[Description of the task]
Count every line of the material that holds the string "builder". Respond with the total only.

[Records shown]

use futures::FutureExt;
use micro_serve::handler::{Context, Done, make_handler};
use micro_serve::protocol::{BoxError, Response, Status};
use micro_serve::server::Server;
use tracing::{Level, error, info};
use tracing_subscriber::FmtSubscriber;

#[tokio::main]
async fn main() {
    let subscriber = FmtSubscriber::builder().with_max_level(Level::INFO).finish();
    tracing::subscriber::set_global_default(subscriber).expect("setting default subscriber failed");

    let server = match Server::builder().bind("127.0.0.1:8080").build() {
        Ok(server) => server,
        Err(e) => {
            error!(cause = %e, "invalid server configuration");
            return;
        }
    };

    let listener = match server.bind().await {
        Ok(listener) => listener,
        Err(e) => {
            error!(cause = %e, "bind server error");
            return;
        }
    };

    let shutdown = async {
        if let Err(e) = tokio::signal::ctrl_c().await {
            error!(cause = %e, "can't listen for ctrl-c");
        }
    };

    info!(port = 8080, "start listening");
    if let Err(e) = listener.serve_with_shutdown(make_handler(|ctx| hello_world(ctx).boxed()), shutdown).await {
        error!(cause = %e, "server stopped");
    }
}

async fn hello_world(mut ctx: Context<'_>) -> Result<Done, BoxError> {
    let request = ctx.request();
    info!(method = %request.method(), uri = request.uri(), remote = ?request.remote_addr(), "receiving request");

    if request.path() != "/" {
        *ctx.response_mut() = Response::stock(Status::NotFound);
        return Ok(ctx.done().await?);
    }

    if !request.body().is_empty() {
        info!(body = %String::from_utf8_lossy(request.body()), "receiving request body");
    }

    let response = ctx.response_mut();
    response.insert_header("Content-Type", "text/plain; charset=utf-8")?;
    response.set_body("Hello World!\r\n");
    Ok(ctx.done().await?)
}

[Result for this task]
2